Да, правду сказать, слова мудрой моей матери остались у меня в душе. Как только я представлял себе со всей отчетливостью мое положение по окончании вуза, я омрачался сердцем. Через четыре года, если будет воля божья, я буду актером. Я припомнил славных, даровитых мальчиков из театра Маяковского. Кто знал о них, кроме меня? Я алкал славы и почестей, а они — просто актеры — этой славы не имели.
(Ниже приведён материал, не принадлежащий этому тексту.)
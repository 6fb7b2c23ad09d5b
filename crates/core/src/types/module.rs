//! Navigation module descriptors.

use serde::Serialize;

/// One entry in the backoffice navigation registry.
///
/// The registry itself is compiled into the application (see the access
/// crate); nothing here is stored externally.
#[derive(Debug, Clone, Copy, PartialEq, Eq, Serialize)]
pub struct ModuleDescriptor {
    /// Stable identifier.
    pub id: &'static str,
    /// Human-facing label.
    pub label: &'static str,
    /// Route path the module links to.
    pub path: &'static str,
    /// Capability required to see the module.
    pub capability_tag: &'static str,
}
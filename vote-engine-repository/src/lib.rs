//! # Vote Engine Repository
//! This crate provides traits and implementations for interacting with the
//! vote data repository. It includes definitions for errors, interfaces,
//! a concrete implementation for PostgreSQL, and an in-memory implementation
//! used as a test double.
pub mod errors;
pub mod interfaces;
pub mod memory;
pub mod postgres;

pub use errors::VoteRepositoryError;
pub use interfaces::VoteRepository;
pub use memory::MemoryVoteRepository;
pub use postgres::PostgresVoteRepository;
Их знал тот же круг благожелательных к ним лиц, каким обладает всякий хороший бухгалтер или делопроизводитель. Я был настолько честолюбив, что мне следовало либо категорически бороться с этим пороком, либо во всем удовлетворять его. Актерство не могло дать ни того, ни другого.
В то же время мне мучительно было думать, что я расстаюсь с театром. Вся моя юность прошла подле него. Уйти из театра, казалось мне, все равно, что постареть. Мне страшно было менять время.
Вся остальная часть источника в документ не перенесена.